When the boy’s hand lifted from her shoulder Abi shuddered and thought she might be sick.
The Young Master was already back in the saddle, exchanging brief words with the second horseman before kicking into a canter away through the gate. Abi wasn’t sorry to see him go. The labour bureau woman’s words came back to her, about her preference for her ‘own kind’. Neither Abi nor her family were among their own kind any more.
The second rider came towards them, leading his glossy chestnut horse.
‘You must be the Hadleys,’ he said with a smile. ‘I’m Jenner Jardine. You’re very welcome to my family’s estate.’
‘Are you nicer than that other one?’ asked Daisy.
Abi wanted the ground to swallow her up, even as her mother’s face blanched. But astonishingly, the young man before them simply laughed.
‘I try to be,’ he said. ‘And I’m sorry for what you just experienced. It’s unpleasant, but necessary. I do ask Silyen to at least warn people, but he never does. He says he finds their reactions interesting.’
‘It was horrid,’ said Daisy. ‘Why don’t you do it, then maybe it wouldn’t be so bad?’
Abi wanted to put her hands over her sister’s mouth before anything even more ill-advised came out.
‘I can’t,’ was the unexpected response. ‘I mean, none of us could do it quite like Silyen, but I can’t do it at all. I possess as much Skill as you do, Daisy Hadley. I presume you are Daisy,’ he added gallantly, ‘unless you are Abigail, and a little on the small side for your age, while this tall young Daisy here . . .’
Jenner Jardine turned to Abi, while Daisy spluttered and giggled and assured him that no, no, he had them the right way round.
Abi had been going to apologize to the Kyneston scion for Daisy’s big gob. And she had intended to ask him what he meant about having no Skill, because they all had Skill, all the Equals.
But her words died behind her lips when she looked at Jenner Jardine. Not from a distance on his horse, or with one eye on her indiscreet little sis, but properly at him.
He had warm brown eyes and coppery hair. His face was dusted all over with freckles, and though his mouth was wider than usual in a man, it was balanced by strong cheekbones. Abi took in all these details, yet none of them really registered. She felt giddy again. Felt naked again.
But none of it was due to Skill. And it didn’t leave her cold. No, not cold at all.
Jenner was looking at her oddly, and Abigail realized she had been staring. Her cheeks scorched.

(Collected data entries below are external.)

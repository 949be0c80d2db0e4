//! Checklist loading from the inspection template workbook.
//!
//! The template is a hand-maintained `.xlsx` manual: a fixed window of rows
//! on the first sheet carries one inspectable line each, category in one
//! column and description in another. Everything else on the sheet (title
//! block, header area, signature boxes) is layout and is ignored here.

use std::path::Path;

use calamine::{open_workbook_auto, Data, Range, Reader};
use thiserror::Error;

use crate::models::ChecklistItem;

#[derive(Error, Debug)]
pub enum TemplateError {
    #[error("Template could not be read: {0}")]
    Read(String),

    #[error("Template workbook has no sheets")]
    NoSheets,

    #[error("Invalid template window: {0}")]
    InvalidWindow(String),
}

/// The agreed region of the first sheet that holds checklist rows.
///
/// Rows are 1-based worksheet rows, columns 0-based. This is configuration
/// data: a template revision that moves the table is a window change, not a
/// code change.
#[derive(Debug, Clone, PartialEq, Eq)]
pub struct TemplateWindow {
    pub first_row: u32,
    pub last_row: u32,
    pub category_col: u32,
    pub description_col: u32,
}

impl Default for TemplateWindow {
    /// The reference manual layout: rows 11..=45, category in column A,
    /// description in column D.
    fn default() -> Self {
        Self {
            first_row: 11,
            last_row: 45,
            category_col: 0,
            description_col: 3,
        }
    }
}

/// Load the checklist from the first sheet of the template workbook.
///
/// Pure read — the template file is never modified. Rows whose description is
/// empty after trimming are excluded. A template with zero qualifying rows is
/// a valid empty checklist, not an error; callers treat it as "nothing to
/// inspect".
///
/// Item ids derive from the row's 1-based ordinal inside the window, so the
/// same template always yields the same ids across re-loads.
pub fn load_checklist(
    path: &Path,
    window: &TemplateWindow,
) -> Result<Vec<ChecklistItem>, TemplateError> {
    if window.first_row == 0 || window.first_row > window.last_row {
        return Err(TemplateError::InvalidWindow(format!(
            "rows {}..={}",
            window.first_row, window.last_row
        )));
    }

    let mut workbook = open_workbook_auto(path).map_err(|e| TemplateError::Read(e.to_string()))?;
    let range = workbook
        .worksheet_range_at(0)
        .ok_or(TemplateError::NoSheets)?
        .map_err(|e| TemplateError::Read(e.to_string()))?;

    let mut items = Vec::new();
    for (offset, row) in (window.first_row..=window.last_row).enumerate() {
        let category = cell_text(&range, row, window.category_col);
        let description = cell_text(&range, row, window.description_col);

        if description.trim().is_empty() {
            continue;
        }

        items.push(ChecklistItem {
            id: format!("item_{}", offset + 1),
            sequence_index: items.len() as u32,
            category: category.trim().to_string(),
            description: description.trim().to_string(),
        });
    }

    tracing::info!(
        template = %path.display(),
        rows = window.last_row - window.first_row + 1,
        items = items.len(),
        "Checklist loaded"
    );

    Ok(items)
}

/// Text of a cell at a 1-based worksheet row, rendered uniformly across cell
/// types. Missing cells are empty.
fn cell_text(range: &Range<Data>, row: u32, col: u32) -> String {
    range
        .get_value((row - 1, col))
        .map(cell_to_string)
        .unwrap_or_default()
}

fn cell_to_string(cell: &Data) -> String {
    match cell {
        Data::Empty => String::new(),
        Data::String(s) => s.clone(),
        Data::Int(n) => n.to_string(),
        Data::Float(f) => format!("{}", f),
        Data::Bool(b) => b.to_string(),
        Data::Error(e) => format!("#ERR({:?})", e),
        Data::DateTime(dt) => format!("{}", dt),
        Data::DateTimeIso(s) => s.clone(),
        Data::DurationIso(s) => s.clone(),
    }
}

A wash of shame, heavy and humiliating, broke over her. She stood before this man not as the bright, quick, passably attractive girl she knew herself to be, but as a slave. That seemed to Abi, in that moment, the worst and cruellest thing the slavedays could possibly do. It could take away everything that made you who you were. Then place you in front of someone whom, under wholly different circumstances, you might let yourself love and who might even have loved you back.

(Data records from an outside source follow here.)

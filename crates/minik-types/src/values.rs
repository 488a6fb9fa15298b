//! Value enumerations for baby profiles and activities.

use crate::UnknownVariant;
use serde::{Deserialize, Serialize};
use std::fmt;
use std::str::FromStr;

// ============================================================================
// Gender
// ============================================================================

/// Gender recorded on a baby profile.
#[derive(Clone, Copy, Debug, PartialEq, Eq, Hash, Serialize, Deserialize)]
#[serde(rename_all = "lowercase")]
pub enum Gender {
    Male,
    Female,
    Other,
}

impl Gender {
    /// Every variant, in wire order.
    pub const ALL: [Gender; 3] = [Gender::Male, Gender::Female, Gender::Other];

    /// Wire spelling.
    pub fn as_str(self) -> &'static str {
        match self {
            Gender::Male => "male",
            Gender::Female => "female",
            Gender::Other => "other",
        }
    }

    /// Parse from the wire spelling.
    pub fn from_wire(s: &str) -> Option<Self> {
        match s {
            "male" => Some(Gender::Male),
            "female" => Some(Gender::Female),
            "other" => Some(Gender::Other),
            _ => None,
        }
    }
}

// ============================================================================
// Blood type
// ============================================================================

/// ABO/Rh blood group.
#[derive(Clone, Copy, Debug, PartialEq, Eq, Hash, Serialize, Deserialize)]
pub enum BloodType {
    #[serde(rename = "A+")]
    APositive,
    #[serde(rename = "A-")]
    ANegative,
    #[serde(rename = "B+")]
    BPositive,
    #[serde(rename = "B-")]
    BNegative,
    #[serde(rename = "AB+")]
    AbPositive,
    #[serde(rename = "AB-")]
    AbNegative,
    #[serde(rename = "O+")]
    OPositive,
    #[serde(rename = "O-")]
    ONegative,
}

impl BloodType {
    /// Every variant, in wire order.
    pub const ALL: [BloodType; 8] = [
        BloodType::APositive,
        BloodType::ANegative,
        BloodType::BPositive,
        BloodType::BNegative,
        BloodType::AbPositive,
        BloodType::AbNegative,
        BloodType::OPositive,
        BloodType::ONegative,
    ];

    /// Wire spelling.
    pub fn as_str(self) -> &'static str {
        match self {
            BloodType::APositive => "A+",
            BloodType::ANegative => "A-",
            BloodType::BPositive => "B+",
            BloodType::BNegative => "B-",
            BloodType::AbPositive => "AB+",
            BloodType::AbNegative => "AB-",
            BloodType::OPositive => "O+",
            BloodType::ONegative => "O-",
        }
    }

    /// Parse from the wire spelling.
    pub fn from_wire(s: &str) -> Option<Self> {
        match s {
            "A+" => Some(BloodType::APositive),
            "A-" => Some(BloodType::ANegative),
            "B+" => Some(BloodType::BPositive),
            "B-" => Some(BloodType::BNegative),
            "AB+" => Some(BloodType::AbPositive),
            "AB-" => Some(BloodType::AbNegative),
            "O+" => Some(BloodType::OPositive),
            "O-" => Some(BloodType::ONegative),
            _ => None,
        }
    }
}

// ============================================================================
// Activity type
// ============================================================================

/// Kind of a logged activity.
#[derive(Clone, Copy, Debug, PartialEq, Eq, Hash, Serialize, Deserialize)]
#[serde(rename_all = "lowercase")]
pub enum ActivityType {
    Feeding,
    Sleep,
    Diaper,
    Health,
    Growth,
    Milestone,
}

impl ActivityType {
    /// Every variant, in wire order.
    pub const ALL: [ActivityType; 6] = [
        ActivityType::Feeding,
        ActivityType::Sleep,
        ActivityType::Diaper,
        ActivityType::Health,
        ActivityType::Growth,
        ActivityType::Milestone,
    ];

    /// Wire spelling.
    pub fn as_str(self) -> &'static str {
        match self {
            ActivityType::Feeding => "feeding",
            ActivityType::Sleep => "sleep",
            ActivityType::Diaper => "diaper",
            ActivityType::Health => "health",
            ActivityType::Growth => "growth",
            ActivityType::Milestone => "milestone",
        }
    }

    /// Parse from the wire spelling.
    pub fn from_wire(s: &str) -> Option<Self> {
        match s {
            "feeding" => Some(ActivityType::Feeding),
            "sleep" => Some(ActivityType::Sleep),
            "diaper" => Some(ActivityType::Diaper),
            "health" => Some(ActivityType::Health),
            "growth" => Some(ActivityType::Growth),
            "milestone" => Some(ActivityType::Milestone),
            _ => None,
        }
    }
}

// ============================================================================
// Shared trait impls
// ============================================================================

impl fmt::Display for Gender {
    fn fmt(&self, f: &mut fmt::Formatter<'_>) -> fmt::Result {
        f.write_str(self.as_str())
    }
}

impl fmt::Display for BloodType {
    fn fmt(&self, f: &mut fmt::Formatter<'_>) -> fmt::Result {
        f.write_str(self.as_str())
    }
}

impl fmt::Display for ActivityType {
    fn fmt(&self, f: &mut fmt::Formatter<'_>) -> fmt::Result {
        f.write_str(self.as_str())
    }
}

impl FromStr for Gender {
    type Err = UnknownVariant;

    fn from_str(s: &str) -> Result<Self, Self::Err> {
        Self::from_wire(s).ok_or_else(|| UnknownVariant::new("gender", s))
    }
}

impl FromStr for BloodType {
    type Err = UnknownVariant;

    fn from_str(s: &str) -> Result<Self, Self::Err> {
        Self::from_wire(s).ok_or_else(|| UnknownVariant::new("blood type", s))
    }
}

impl FromStr for ActivityType {
    type Err = UnknownVariant;

    fn from_str(s: &str) -> Result<Self, Self::Err> {
        Self::from_wire(s).ok_or_else(|| UnknownVariant::new("activity type", s))
    }
}

#[cfg(test)]
mod tests {
    use super::*;

    #[test]
    fn wire_spelling_parses_back_for_every_variant() {
        for g in Gender::ALL {
            assert_eq!(g.as_str().parse::<Gender>().unwrap(), g);
        }
        for b in BloodType::ALL {
            assert_eq!(b.as_str().parse::<BloodType>().unwrap(), b);
        }
        for a in ActivityType::ALL {
            assert_eq!(a.as_str().parse::<ActivityType>().unwrap(), a);
        }
    }

    #[test]
    fn parsing_is_case_sensitive() {
        assert!(Gender::from_wire("Male").is_none());
        assert!(BloodType::from_wire("ab+").is_none());
        assert!(ActivityType::from_wire("FEEDING").is_none());
    }

    #[test]
    fn parsing_does_not_trim() {
        assert!(Gender::from_wire(" male").is_none());
        assert!(BloodType::from_wire("O+ ").is_none());
    }

    #[test]
    fn unknown_variant_reports_kind_and_value() {
        let err = "C+".parse::<BloodType>().expect_err("C+ is not a blood type");
        assert_eq!(err.kind, "blood type");
        assert_eq!(err.value, "C+");
        assert_eq!(err.to_string(), "unknown blood type value: 'C+'");
    }

    #[test]
    fn serde_uses_wire_spelling() {
        let json = serde_json::to_string(&BloodType::AbNegative).unwrap();
        assert_eq!(json, "\"AB-\"");

        let parsed: ActivityType = serde_json::from_str("\"milestone\"").unwrap();
        assert_eq!(parsed, ActivityType::Milestone);

        let err = serde_json::from_str::<Gender>("\"unknown\"");
        assert!(err.is_err());
    }
}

Jenner’s words were kind, but she shouldn’t delude herself. He was an Equal. And despite his inexplicable claim to be Skilless, he was a Jardine. He would never see Abi for who she truly was. It was as that Millmoor brute had said: to the Equals they were all simply chattels, things to be used – or rejected as useless.
Her humiliation burned away in a flare of anger and guilt about her little brother. It was Abi’s carefully crafted plan that had exposed Luke to the pitiless judgement of the Jardines. His banishment to Millmoor was all her fault. She shook her head, dizzied by the force of this realization.